Pour Patrice Rodriguez, il n’y a pas 1000 solutions : il faut mobiliser les résidants. Ça veut dire d’abord un espace communautaire où les gens peuvent échanger et constater qu’ils partagent les mêmes besoins, les mêmes aspirations. « Aujourd’hui, on se gargarise du terme « consultation », mais on parle peu de mobilisation, explique-t-il. Ça veut dire nommer les problèmes fondamentaux que vivent les gens, qui sont structurels plutôt qu’individuels, et remonter vers des prises de position face aux paliers de pouvoir concernés : municipal, provincial, fédéral. » Ces problèmes de fond (pauvreté, exclusion, discrimination, chômage), une offre de services accrue peut bien les soulager, mais jamais les régler : ce sont les structures qu’il faut changer.
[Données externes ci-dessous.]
//! Macro-particle species for the azimuth particle-in-cell engine.
//!
//! The step loop drives particles through the [`Species`] trait:
//! gather fields, push momenta, half-push positions twice, and deposit
//! charge and current. [`MacroParticles`] is the reference species, with
//! B-spline shape factors ([`ModalShapeKernel`]) and a Boris pusher.
//! [`LaserAntenna`], [`ExternalField`] and [`Ionizer`] are the hooks for
//! laser emission, analytic fields and ionization.

#![deny(missing_docs)]
#![deny(rustdoc::broken_intra_doc_links)]
#![forbid(unsafe_code)]

pub mod antenna;
pub mod arrays;
pub mod external;
pub mod ionization;
pub mod loading;
pub mod push;
pub mod shape;
pub mod species;

pub use antenna::LaserAntenna;
pub use arrays::{GatheredField, Particle, ParticleArrays};
pub use external::{ExternalField, ExternalFieldExpr, ExternalFieldExprBuilder, FieldProfile};
pub use ionization::{Ionized, Ionizer};
pub use loading::{DensityFn, LoadingProfile, UniformBlock};
pub use shape::{ModalShapeKernel, ShapeKernel, Stencil};
pub use species::{MacroParticles, Species};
Et cela déborde largement l’arrondissement.

 

Le modèle semble prendre, puisque Paroles d’excluEs est en voie de répéter l’expérience dans le secteur nord-est, aux prises avec des problèmes similaires. Il aura son local communautaire dans la rue Lapierre, tandis que la SHAPEM a procédé à l’acquisition de 121 logements sociaux, auxquels s’ajouteront 79 autres l’an prochain. À l’arrondissement, qui est partenaire du projet, on reconnaît les mérites de cette approche, en rupture avec les administrations précédentes. « L’élément clé, c’est le sentiment de se sentir chez soi, dit M. Chantal. Les gens interviennent et s’impliquent quand ils ont l’impression d’être chez eux. Si tu es juste de passage, tu ne t’intéresses pas à ce qui se passe. »

 

Montréal-Nord compte bien profiter du réaménagement du carrefour Henri-Bourassa - Pie-IX par la Ville de Montréal pour revitaliser le boulevard Pie-IX au complet, puisque la Ville prévoit d’y mener des travaux importants au cours des prochaines années. Plus près de nous, le Train de l’Est pourrait entrer en fonction à l’automne 2014 et contribuer à désenclaver l’arrondissement, soulageant ses axes routiers de quelque 5500 passagers aux heures de pointe. Sans compter que les deux gares de Montréal-Nord pourraient servir de leviers dans la revitalisation du secteur industriel, aujourd’hui délabré.

1 commentaire
  • Bernard Terreault - Abonné 10 août 2013 09 h 19

    Le non-dit

    L'article ne mentionnne même pas que cette ville a été menée pendant 30 ans par le même maire, qui était un pingre notoire pour qui la qualité de vie était une notion farfelue. Paver des rues, remplir au maximum les terrains de bâtiments, avec le moins de services et d'espaces verts possibles, étaient ses seules préoccupations. Résultat, pas de qualité de vie, pauvreté, criminalité.